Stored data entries
//! `USER -> AUTHOR` promotion
//!
//! Role update and author record creation happen in one store operation.
//! The call is not idempotent: a second promotion is a conflict.

use crate::audit::{audit_log, AuditEvent};
use crate::error::AppError;
use inkwell_core::{Author, AuthorStore, CredentialStore, InkwellError, Role};
use std::sync::Arc;

#[derive(Clone)]
pub struct PromotionService {
    users: Arc<dyn CredentialStore>,
    authors: Arc<dyn AuthorStore>,
}

impl PromotionService {
    pub fn new(users: Arc<dyn CredentialStore>, authors: Arc<dyn AuthorStore>) -> Self {
        Self { users, authors }
    }

    pub async fn promote(&self, subject_id: u64) -> Result<Author, AppError> {
        let user = self
            .users
            .find_by_id(subject_id)
            .await?
            .ok_or_else(|| AppError::NotFound("User".to_string()))?;

        if user.role == Role::Author {
            return Err(AppError::Conflict("User is already an author".to_string()));
        }

        let author = self.authors.promote(subject_id).await.map_err(|e| match e {
            // lost a race, or an author record already exists
            InkwellError::Conflict(_) => {
                AppError::Conflict("User is already an author".to_string())
            }
            other => other.into(),
        })?;

        audit_log(&AuditEvent::Promotion {
            user_id: subject_id,
            author_id: author.id,
        });

        Ok(author)
    }
}

#[cfg(test)]
mod tests {
    use super::*;
    use inkwell_core::{MemoryStore, NewUser};

    async fn setup() -> (PromotionService, Arc<MemoryStore>, u64) {
        let store = Arc::new(MemoryStore::new());
        let user = store
            .create_user(NewUser {
                email: "a@b.com".to_string(),
                password_hash: "hash".to_string(),
            })
            .await
            .unwrap();
        (
            PromotionService::new(store.clone(), store.clone()),
            store,
            user.id,
        )
    }

    #[tokio::test]
    async fn test_promote_then_conflict() {
        let (service, store, user_id) = setup().await;

        let author = service.promote(user_id).await.unwrap();
        assert_eq!(author.user_id, user_id);
        assert_eq!(
            store.find_by_id(user_id).await.unwrap().unwrap().role,
            Role::Author
        );

        assert!(matches!(
            service.promote(user_id).await,
            Err(AppError::Conflict(_))
        ));
        assert_eq!(store.author_count(user_id).await, 1);
    }

    #[tokio::test]
    async fn test_promote_unknown_user() {
        let (service, _, _) = setup().await;
        assert!(matches!(
            service.promote(999).await,
            Err(AppError::NotFound(_))
        ));
    }

    #[tokio::test]
    async fn test_existing_author_record_is_conflict() {
        let (service, store, user_id) = setup().await;
        store.insert_author_record(user_id).await;

        assert!(matches!(
            service.promote(user_id).await,
            Err(AppError::Conflict(_))
        ));
        assert_eq!(
            store.find_by_id(user_id).await.unwrap().unwrap().role,
            Role::User
        );
    }
}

- [Task details]: Would you please output every record again, exactly?

- [Output of the exercise]:
//! `USER -> AUTHOR` promotion
//!
//! Role update and author record creation happen in one store operation.
//! The call is not idempotent: a second promotion is a conflict.

use crate::audit::{audit_log, AuditEvent};
use crate::error::AppError;
use inkwell_core::{Author, AuthorStore, CredentialStore, InkwellError, Role};
use std::sync::Arc;

#[derive(Clone)]
pub struct PromotionService {
    users: Arc<dyn CredentialStore>,
    authors: Arc<dyn AuthorStore>,
}

impl PromotionService {
    pub fn new(users: Arc<dyn CredentialStore>, authors: Arc<dyn AuthorStore>) -> Self {
        Self { users, authors }
    }

    pub async fn promote(&self, subject_id: u64) -> Result<Author, AppError> {
        let user = self
            .users
            .find_by_id(subject_id)
            .await?
            .ok_or_else(|| AppError::NotFound("User".to_string()))?;

        if user.role == Role::Author {
            return Err(AppError::Conflict("User is already an author".to_string()));
        }

        let author = self.authors.promote(subject_id).await.map_err(|e| match e {
            // lost a race, or an author record already exists
            InkwellError::Conflict(_) => {
                AppError::Conflict("User is already an author".to_string())
            }
            other => other.into(),
        })?;

        audit_log(&AuditEvent::Promotion {
            user_id: subject_id,
            author_id: author.id,
        });

        Ok(author)
    }
}

#[cfg(test)]
mod tests {
    use super::*;
    use inkwell_core::{MemoryStore, NewUser};

    async fn setup() -> (PromotionService, Arc<MemoryStore>, u64) {
        let store = Arc::new(MemoryStore::new());
        let user = store
            .create_user(NewUser {
                email: "a@b.com".to_string(),
                password_hash: "hash".to_string(),
            })
            .await
            .unwrap();
        (
            PromotionService::new(store.clone(), store.clone()),
            store,
            user.id,
        )
    }

    #[tokio::test]
    async fn test_promote_then_conflict() {
        let (service, store, user_id) = setup().await;

        let author = service.promote(user_id).await.unwrap();
        assert_eq!(author.user_id, user_id);
        assert_eq!(
            store.find_by_id(user_id).await.unwrap().unwrap().role,
            Role::Author
        );

        assert!(matches!(
            service.promote(user_id).await,
            Err(AppError::Conflict(_))
        ));
        assert_eq!(store.author_count(user_id).await, 1);
    }

    #[tokio::test]
    async fn test_promote_unknown_user() {
        let (service, _, _) = setup().await;
        assert!(matches!(
            service.promote(999).await,
            Err(AppError::NotFound(_))
        ));
    }

    #[tokio::test]
    async fn test_existing_author_record_is_conflict() {
        let (service, store, user_id) = setup().await;
        store.insert_author_record(user_id).await;

        assert!(matches!(
            service.promote(user_id).await,
            Err(AppError::Conflict(_))
        ));
        assert_eq!(
            store.find_by_id(user_id).await.unwrap().unwrap().role,
            Role::User
        );
    }
}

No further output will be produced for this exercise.